Despite current treatments, ROP remains a major cause of blindness in premature infants, and the incidence is increasing with increased survival of infants born at very early GAs.[10] The incidence of ROP in this study was 32.6% which falls within the range of 15.6%–47.3% reported from previous studies in India.[11],[12],[13],[14],[15] ROP is a multifactorial disease with risk factors such as low GA, LBW, sepsis, oxygen therapy, RDS, and blood transfusion shown to influence its incidence.[16] Of these LBW, low GA and oxygen therapy are considered the most important risk factors for ROP with LBW being the greatest predictor of severity.[16],[17] LBW was found to be a significant and independent risk factor for ROP on multivariate analysis in this study. This is in agreement with Hungi et al.[18] The incidence and severity of ROP show an inverse relationship with BW and GA, with few cases diagnosed in babies weighing over 1500 g or babies whose GA is >32 weeks at birth.[15],[19] There have, however, been several reports of ROP in bigger and more mature babies in India.[14],[18],[20],[21],[22] The onset and progression of the disease is also earlier and more rapid in Indian babies.[21] Seventeen percent of babies with ROP in this present study weighed >1500 g which is much lower than 65% reported by Hungi et al.[18] The mean BW of ROP babies in this series (1285 g) compares with the report by Charan et al.[15] but is lower than figures from other India studies. Hungi et al.[18] reported a mean BW of 1556 g, Ashok et al.[14] reported a mean BW of 1370 g, while Murthy et al.[11] reported a mean BW of 1344 g and 1375 g for babies in urban and semiurban NICUs, respectively.

Low GA was not found to be a significant risk factor on multivariate logistic regression analysis in this present cohort. This is in agreement with the study by Chaudhari et al.[13] but contrasts with finding by Murthy et al.[12] We obtained a mean GA of 29.71 weeks for ROP babies in this series. This is lower than findings from previous reports which range from 30.8 to 32 weeks.[11],[12],[14],[15],[18] The lower GA, lower BW as well as the lower proportion of babies weighing >1500 g with ROP in this series are a reflection of improved neonatal care.
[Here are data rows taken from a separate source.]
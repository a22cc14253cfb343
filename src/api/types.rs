//! API request and response types.
//!
//! Create envelopes hold the submitted payload as raw JSON so it can be
//! echoed back exactly; the schema attributes document the intended shape.

use serde::Serialize;
use serde_json::Value;
use utoipa::ToSchema;

use crate::domain::Resource;

// ==================== Create envelopes ====================

/// Response after submitting a product.
#[derive(Debug, Serialize, ToSchema)]
pub struct ProductCreated {
    /// Confirmation message.
    #[schema(example = "Product created successfully")]
    pub message: String,
    /// The submitted product, as received.
    #[schema(value_type = crate::domain::Product)]
    pub product: Value,
}

/// Response after submitting an order.
#[derive(Debug, Serialize, ToSchema)]
pub struct OrderCreated {
    /// Confirmation message.
    #[schema(example = "Order created successfully")]
    pub message: String,
    /// The submitted order, as received.
    #[schema(value_type = crate::domain::Order)]
    pub order: Value,
}

/// Response after submitting a customer.
#[derive(Debug, Serialize, ToSchema)]
pub struct CustomerCreated {
    /// Confirmation message.
    #[schema(example = "Customer created successfully")]
    pub message: String,
    /// The submitted customer, as received.
    #[schema(value_type = crate::domain::Customer)]
    pub customer: Value,
}

/// Response after submitting a production record.
#[derive(Debug, Serialize, ToSchema)]
pub struct ProductionCreated {
    /// Confirmation message.
    #[schema(example = "Production record created successfully")]
    pub message: String,
    /// The submitted production record, as received.
    #[schema(value_type = crate::domain::ProductionRecord)]
    pub production: Value,
}

/// Builds the envelope returned by a create endpoint.
pub trait Envelope: Sized {
    type Record: Resource;

    fn wrap(message: String, payload: Value) -> Self;

    fn for_payload(payload: Value) -> Self {
        Self::wrap(Self::Record::created_message(), payload)
    }
}

impl Envelope for ProductCreated {
    type Record = crate::domain::Product;

    fn wrap(message: String, product: Value) -> Self {
        Self { message, product }
    }
}

impl Envelope for OrderCreated {
    type Record = crate::domain::Order;

    fn wrap(message: String, order: Value) -> Self {
        Self { message, order }
    }
}

impl Envelope for CustomerCreated {
    type Record = crate::domain::Customer;

    fn wrap(message: String, customer: Value) -> Self {
        Self { message, customer }
    }
}

impl Envelope for ProductionCreated {
    type Record = crate::domain::ProductionRecord;

    fn wrap(message: String, production: Value) -> Self {
        Self {
            message,
            production,
        }
    }
}

// ==================== Health ====================

/// Health check response.
#[derive(Debug, Serialize, ToSchema)]
pub struct HealthResponse {
    /// Service status.
    pub status: String,
    /// Service version.
    pub version: String,
    /// Timestamp.
    pub timestamp: String,
}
Increasing maternal age has recently been reported as a risk factor for the development of ROP in Taiwan.[23] We did not observe this trend in this present cohort. Most cases (68%) of ROP in our series occurred in babies with mothers ≤25 years of age. Uchida et al.[24] in Japan also reported an inverse relationship between maternal age and incidence of ROP. They suggested that younger mothers having premature infants probably had critical events which disrupted the pregnancy, and the event may have adversely affected the infant's development, increasing the incidence of ROP. In contrast, infants with high maternal age might not have survived, and infants who overwhelmed the risk of pregnancy failure in spite of the high maternal age and were born alive might have less biological problems and therefore succeeded in vessel development in the retina, avoiding ROP.[24]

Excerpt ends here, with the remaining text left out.